The collection gathers lyric and ballad-like poems that portray rural landscapes, local speech, and vivid characters through dark humor, elegy, and plainspoken lyricism; many pieces are concise narratives or monologues about love, death, loss, and social life, while others register mythic or meditative moods. A substantial section offers translations and adaptations from Petrarch, Villon, Leopardi, and medieval lyricists, varying between literal and free renderings. A prefatory essay frames the poet's interest in mixing exalted feeling with the material of ordinary life.

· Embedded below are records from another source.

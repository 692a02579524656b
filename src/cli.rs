// src/cli.rs
use chrono::NaiveDate;
use clap::{Parser, Subcommand};
use std::path::PathBuf;

#[derive(Parser)]
#[command(name = "observe-earth")]
#[command(about = "Spectral indices from satellite scenes", version)]
pub struct Cli {
    #[command(subcommand)]
    pub command: Commands,

    /// Verbose output (debug logging)
    #[arg(short, long, global = true)]
    pub verbose: bool,
}

#[derive(Subcommand)]
pub enum Commands {
    /// List the registered indices and the band roles they read
    Indices,

    /// Show the satellite band labels an index resolves to
    Bands {
        /// Index name (NDVI, NDWI, NDBI)
        #[arg(short, long)]
        index: String,

        /// Satellite (sentinel-2, landsat-8)
        #[arg(short, long, default_value = "sentinel-2")]
        satellite: String,

        /// Sentinel-2 product (2A, 2B, 2C, all)
        #[arg(short, long)]
        product: Option<String>,
    },

    /// Print the STAC search body for a satellite, date range and area
    Search {
        /// Satellite (sentinel-2, landsat-8)
        #[arg(short, long, default_value = "sentinel-2")]
        satellite: String,

        /// Sentinel-2 product (2A, 2B, 2C, all)
        #[arg(short, long)]
        product: Option<String>,

        /// First acquisition day (YYYY-MM-DD)
        #[arg(long)]
        start: NaiveDate,

        /// Last acquisition day (YYYY-MM-DD)
        #[arg(long)]
        end: NaiveDate,

        /// GeoJSON polygon file
        #[arg(short, long)]
        geometry: PathBuf,

        /// Keep scenes with cloud cover below this percentage
        #[arg(long)]
        cloud_cover: Option<u8>,
    },

    /// Compute an index for a scene on disk and export it
    Compute {
        /// Index name (NDVI, NDWI, NDBI)
        #[arg(short, long)]
        index: String,

        /// Satellite (sentinel-2, landsat-8)
        #[arg(short, long, default_value = "sentinel-2")]
        satellite: String,

        /// Sentinel-2 product (2A, 2B, 2C, all)
        #[arg(short, long)]
        product: Option<String>,

        /// Scene id; bands are read from <data-dir>/<scene>/<label>.tif
        #[arg(long)]
        scene: String,

        /// Directory holding downloaded scenes
        #[arg(short, long, default_value = "data")]
        data_dir: PathBuf,

        /// GeoJSON polygon to clip to, in lon/lat (EPSG:4326)
        #[arg(short, long)]
        geometry: Option<PathBuf>,

        /// Output file path
        #[arg(short, long, default_value = "output.tif")]
        output: PathBuf,

        /// Output format (tiff, png)
        #[arg(short, long, default_value = "tiff")]
        format: String,

        /// Lower bound of the PNG colour scale
        #[arg(long)]
        min: Option<f32>,

        /// Upper bound of the PNG colour scale
        #[arg(long)]
        max: Option<f32>,

        /// PNG colormap (viridis, gray, ndvi, water, divergent)
        #[arg(long, default_value = "viridis")]
        colormap: String,

        /// Use float32 instead of int16
        #[arg(long)]
        float: bool,

        /// Scaling factor for fixed-point (1 to 10000)
        #[arg(long, default_value = "10000", value_parser = clap::value_parser!(i32).range(1..=10000))]
        scale_factor: i32,
    },

    /// Run the compute operations listed in a JSON file
    Batch {
        /// Batch configuration file
        #[arg(short, long)]
        config: PathBuf,

        /// Write the per-operation report as JSON
        #[arg(short, long)]
        report: Option<PathBuf>,
    },
}

#[cfg(test)]
mod tests {
    use super::*;

    #[test]
    fn parses_compute_defaults() {
        let cli = Cli::parse_from([
            "observe-earth",
            "compute",
            "--index",
            "ndvi",
            "--scene",
            "S2A_T43QBF",
        ]);
        assert!(!cli.verbose);
        match cli.command {
            Commands::Compute {
                index,
                satellite,
                output,
                format,
                float,
                scale_factor,
                ..
            } => {
                assert_eq!(index, "ndvi");
                assert_eq!(satellite, "sentinel-2");
                assert_eq!(output, PathBuf::from("output.tif"));
                assert_eq!(format, "tiff");
                assert!(!float);
                assert_eq!(scale_factor, 10000);
            }
            _ => panic!("expected compute"),
        }
    }

    #[test]
    fn rejects_scale_factor_outside_int16_range() {
        for value in ["0", "10001"] {
            let parsed = Cli::try_parse_from([
                "observe-earth",
                "compute",
                "--index",
                "ndvi",
                "--scene",
                "S2A_T43QBF",
                "--scale-factor",
                value,
            ]);
            assert!(parsed.is_err(), "scale factor {value} was accepted");
        }
    }

    #[test]
    fn parses_search_dates() {
        let cli = Cli::parse_from([
            "observe-earth",
            "-v",
            "search",
            "--start",
            "2024-01-01",
            "--end",
            "2024-01-31",
            "--geometry",
            "aoi.geojson",
            "--cloud-cover",
            "20",
        ]);
        assert!(cli.verbose);
        match cli.command {
            Commands::Search {
                start, cloud_cover, ..
            } => {
                assert_eq!(start, NaiveDate::from_ymd_opt(2024, 1, 1).unwrap());
                assert_eq!(cloud_cover, Some(20));
            }
            _ => panic!("expected search"),
        }
    }
}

The sequence balances songful rhythms with austere images and an abrupt, colloquial voice.

QUEENS

Seven dog-days we let pass
Naming Queens in Glenmacnass,
All the rare and royal names
Wormy sheepskin yet retains:
Etain, Helen, Maeve, and Fand,
Golden Deirdre’s tender hand;
Bert, the big-foot, sung by Villon,
Cassandra, Ronsard found in Lyon.
Queens of Sheba, Meath, and Connaught,
Coifed with crown, or gaudy bonnet;
Queens whose finger once did stir men,
Queens were eaten of fleas and vermin,
Queens men drew like Monna Lisa,
Or slew with drugs in Rome and Pisa.
We named Lucrezia Crivelli,
And Titian’s lady with amber belly,
Queens acquainted in learned sin,
Jane of Jewry’s slender shin:
Queens who cut the bogs of Glanna,
Judith of Scripture, and Gloriana,
Queens who wasted the East by proxy,
Or drove the ass-cart, a tinker’s doxy.
Yet these are rotten—I ask their pardon—
And we’ve the sun on rock and garden;
These are rotten, so you’re the Queen
Of all are living, or have been.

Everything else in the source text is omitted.